The city's population increased from 80,000 in 1940 to 158,000 in 1961. An earthquake in 1958 and a drought in the Altiplano caused a rise in migration, urbanization, and peripheral city growth (suburbs and shantytowns) that continues to this day. The rearrangement and improvement of urban space after the earthquakes also helped cause Arequipa's population to grow twofold in a decade. The population increased from 158,000 in 1961 to 309,000 in 1972 to almost 500,000 in 1983. Urban development of previously rural areas incorporated subsistence farming into the urban way of life.

Evolution of the population of Arequipa in the period between 1796 and 2017

Sources: Population Census 1804 (Gil de Toboada) Viceroyalty of Peru in 1812, Census of inhabitants of Peru (1876), Census of the City of Arequipa in 1917 INEI, INEI 2012 population estimate

Economy 
74.2% of the Department of Arequipa's GDP is generated by the city of Arequipa, according to studies by the National University of San Agustin. The Department of Arequipa's GDP is the second highest in Peru, after that of the Department of Lima. From 2003 to 2008, Arequipa was the "city with the greatest economic growth in Latin America" with a 66.1% increase in GDP per capita, according to a 2009 report of "America Economia".

According to a government survey, Arequipa has the largest "workforce" in Peru with 625,547 people, and an economically active population (PEA) which amounts to 376,764 people having an employment rate similar to the national average with an average monthly income of 928 soles. The main economic sectors for the economically active population are manufacturing (12.9%), trade (23%), and non-personal services (36.6%). The unemployment rate in the Arequipa metropolitan area is 8%, compared to only 5% unemployment in Arequipa city proper.

In Arequipa, tourism is a vital contributor to the local economy, as the city is the third most visited city in the country after Cusco and Lima.

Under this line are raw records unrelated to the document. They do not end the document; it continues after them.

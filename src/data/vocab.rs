// ============================================================
// Layer 4 — Vocabulary
// ============================================================
// Bidirectional token ↔ index mapping with a reserved UNK entry.
//
// How the ranking works:
//   1. Count every distinct token in one pass, remembering the
//      order in which tokens first appeared.
//   2. Sort by descending count; ties break by first appearance,
//      so two tokens with equal counts keep their corpus order.
//      The tie-break makes the whole assignment deterministic:
//      the same token sequence always yields the same indices.
//   3. Prepend ("UNK", -1) and assign index = rank. UNK is
//      always index 0, for capped and uncapped vocabularies alike.
//
// Two vocabularies are built from a recipe corpus:
//   - ingredients: capped at a configured max_size, so rare
//     ingredients collapse onto UNK
//   - recipe names: uncapped (max_size = None), one entry per
//     distinct name. The asymmetry is a configuration choice,
//     not an accident: every recipe must keep its own embedding
//     row, while the ingredient table is bounded.
//
// lookup() is a total function: any token not retained maps to
// UNK's index. There is no get-or-insert path, so a lookup can
// never grow the vocabulary.
//
// Reference: Mikolov et al. (2013) word2vec vocabulary handling
//            Rust Book §8 (HashMaps)

use std::collections::HashMap;

/// The sentinel token standing in for everything outside the
/// retained vocabulary.
pub const UNKNOWN_TOKEN: &str = "UNK";

/// UNK's index. Always 0.
pub const UNKNOWN_INDEX: usize = 0;

/// Immutable frequency-ranked vocabulary. Built once from the
/// full corpus, never modified afterwards.
pub struct Vocabulary {
    /// token → index, including the UNK entry
    token_to_index: HashMap<String, usize>,
    /// index → token, rank order; index 0 is UNK
    index_to_token: Vec<String>,
    /// Occurrence count per index; UNK carries -1
    counts: Vec<i64>,
}

impl Vocabulary {
    /// Build a vocabulary from a token sequence.
    ///
    /// With `max_size = Some(n)` the result holds at most n entries:
    /// UNK plus the n - 1 most frequent tokens. With `max_size = None`
    /// every distinct token is retained. Fewer distinct tokens than
    /// the cap is fine; the vocabulary just comes out smaller.
    pub fn build<I, S>(tokens: I, max_size: Option<usize>) -> Self
    where
        I: IntoIterator<Item = S>,
        S: AsRef<str>,
    {
        // ── Count, remembering first-seen order ───────────────────────────────
        let mut freq: HashMap<String, (usize, usize)> = HashMap::new();
        let mut distinct = 0usize;

        for token in tokens {
            let token = token.as_ref();
            match freq.get_mut(token) {
                Some(entry) => entry.0 += 1,
                None => {
                    freq.insert(token.to_string(), (1, distinct));
                    distinct += 1;
                }
            }
        }

        // ── Rank: count descending, first appearance ascending ────────────────
        let mut ranked: Vec<(String, usize, usize)> = freq
            .into_iter()
            .map(|(token, (count, seen))| (token, count, seen))
            .collect();
        ranked.sort_by(|a, b| b.1.cmp(&a.1).then(a.2.cmp(&b.2)));

        if let Some(max) = max_size {
            // One slot is spoken for by UNK
            ranked.truncate(max.saturating_sub(1));
        }

        // ── Assign index = rank, UNK first ────────────────────────────────────
        let mut token_to_index = HashMap::with_capacity(ranked.len() + 1);
        let mut index_to_token = Vec::with_capacity(ranked.len() + 1);
        let mut counts = Vec::with_capacity(ranked.len() + 1);

        token_to_index.insert(UNKNOWN_TOKEN.to_string(), UNKNOWN_INDEX);
        index_to_token.push(UNKNOWN_TOKEN.to_string());
        counts.push(-1);

        for (token, count, _) in ranked {
            token_to_index.insert(token.clone(), index_to_token.len());
            index_to_token.push(token);
            counts.push(count as i64);
        }

        Self {
            token_to_index,
            index_to_token,
            counts,
        }
    }

    /// Forward lookup. Total: tokens outside the vocabulary resolve
    /// to UNK's index instead of failing.
    pub fn lookup(&self, token: &str) -> usize {
        self.token_to_index
            .get(token)
            .copied()
            .unwrap_or(UNKNOWN_INDEX)
    }

    /// Reverse lookup: index → token. None for out-of-range indices.
    pub fn token(&self, index: usize) -> Option<&str> {
        self.index_to_token.get(index).map(String::as_str)
    }

    /// Occurrence count for an index (-1 for UNK).
    pub fn count(&self, index: usize) -> Option<i64> {
        self.counts.get(index).copied()
    }

    /// Number of entries, UNK included.
    pub fn len(&self) -> usize {
        self.index_to_token.len()
    }

    pub fn is_empty(&self) -> bool {
        // UNK is always present
        false
    }
}

// ─── Unit Tests ───────────────────────────────────────────────────────────────
#[cfg(test)]
mod tests {
    use super::*;

    fn tokens() -> Vec<&'static str> {
        // salt ×3, water ×2, beef ×2, onion ×1
        vec![
            "salt", "water", "beef", "salt", "water", "beef", "salt", "onion",
        ]
    }

    #[test]
    fn test_unk_is_always_index_zero() {
        let vocab = Vocabulary::build(tokens(), Some(3));
        assert_eq!(vocab.lookup(UNKNOWN_TOKEN), UNKNOWN_INDEX);
        assert_eq!(vocab.token(0), Some(UNKNOWN_TOKEN));
        assert_eq!(vocab.count(0), Some(-1));
    }

    #[test]
    fn test_frequency_order_with_first_seen_tie_break() {
        let vocab = Vocabulary::build(tokens(), None);
        // salt is most frequent; water and beef tie at 2 and keep
        // their first-appearance order; onion trails.
        assert_eq!(vocab.lookup("salt"), 1);
        assert_eq!(vocab.lookup("water"), 2);
        assert_eq!(vocab.lookup("beef"), 3);
        assert_eq!(vocab.lookup("onion"), 4);
    }

    #[test]
    fn test_cap_collapses_rare_tokens_onto_unk() {
        let vocab = Vocabulary::build(tokens(), Some(3));
        // Room for UNK + 2 tokens: salt and water survive.
        assert_eq!(vocab.len(), 3);
        assert_eq!(vocab.lookup("salt"), 1);
        assert_eq!(vocab.lookup("water"), 2);
        assert_eq!(vocab.lookup("beef"), UNKNOWN_INDEX);
        assert_eq!(vocab.lookup("onion"), UNKNOWN_INDEX);
    }

    #[test]
    fn test_cap_larger_than_distinct_count_is_fine() {
        let vocab = Vocabulary::build(tokens(), Some(1000));
        assert_eq!(vocab.len(), 5); // UNK + 4 distinct tokens
    }

    #[test]
    fn test_build_is_deterministic() {
        let a = Vocabulary::build(tokens(), Some(4));
        let b = Vocabulary::build(tokens(), Some(4));
        for i in 0..a.len() {
            assert_eq!(a.token(i), b.token(i));
        }
    }

    #[test]
    fn test_reverse_lookup_covers_every_index() {
        let vocab = Vocabulary::build(tokens(), None);
        for i in 0..vocab.len() {
            let token = vocab.token(i).unwrap();
            assert_eq!(vocab.lookup(token), i);
        }
        assert_eq!(vocab.token(vocab.len()), None);
    }

    #[test]
    fn test_unseen_token_resolves_to_unk() {
        let vocab = Vocabulary::build(tokens(), None);
        assert_eq!(vocab.lookup("saffron"), UNKNOWN_INDEX);
    }

    #[test]
    fn test_counts_follow_rank() {
        let vocab = Vocabulary::build(tokens(), None);
        assert_eq!(vocab.count(1), Some(3)); // salt
        assert_eq!(vocab.count(2), Some(2)); // water
        assert_eq!(vocab.count(4), Some(1)); // onion
    }

    #[test]
    fn test_empty_token_sequence_gives_unk_only() {
        let vocab = Vocabulary::build(Vec::<&str>::new(), Some(10));
        assert_eq!(vocab.len(), 1);
        assert_eq!(vocab.token(0), Some(UNKNOWN_TOKEN));
    }
}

In 2010, Arequipa received a total of 1.395 million visitors according to the Ministry of Commerce and Tourism.

Since the 20th century, many factories tied to the primary sector, especially textiles and agriculture, have emerged. Arequipa's serves as an important commercial and industrial hub in the southern Andes in Peru, linking the coast to the mountains.

Large-scale mining also contributes to the city's economy; as is the case of Cerro Verde, a mining site established in 1976 near the Arequipa valley.

The city's industrial sector has the largest nationwide diversification and is the second most industrialized city of Peru. After two major earthquakes in 1958 and 1960, with the law of the "Rehabilitation and Development Board of Arequipa", an industrial complex was built with one of the first factories being the Yura cement factory (Cementos Yura).

This first industrial complex named Parque Industrial de Arequipa now has a great diversity of factories ranging from consumer-related industries (food and beverages) and construction (PVC, cement, and steel) to chemical and export products (textile companies). Among the most important companies are Alicorp SAA, Processed Foods SA, Laive, La Iberica, Manuel Muñoz Najar, Bin Pan SA, Consorcio Industrial Arequipa SA, Omniagro, Backus & Johnston, Corporación Aceros Arequipa, Francky and Ricky, Michell & Cia, and IncaTops. Moreover, the city's industrial sector has expanded and other industrial complexes have emerged such as Parque Industrial APIMA (developed for small businesses), Parque Industrial Rio Seco and industrial areas in the Alfonso Ugarte Ave, Uchumayo Road and the northern part of the city.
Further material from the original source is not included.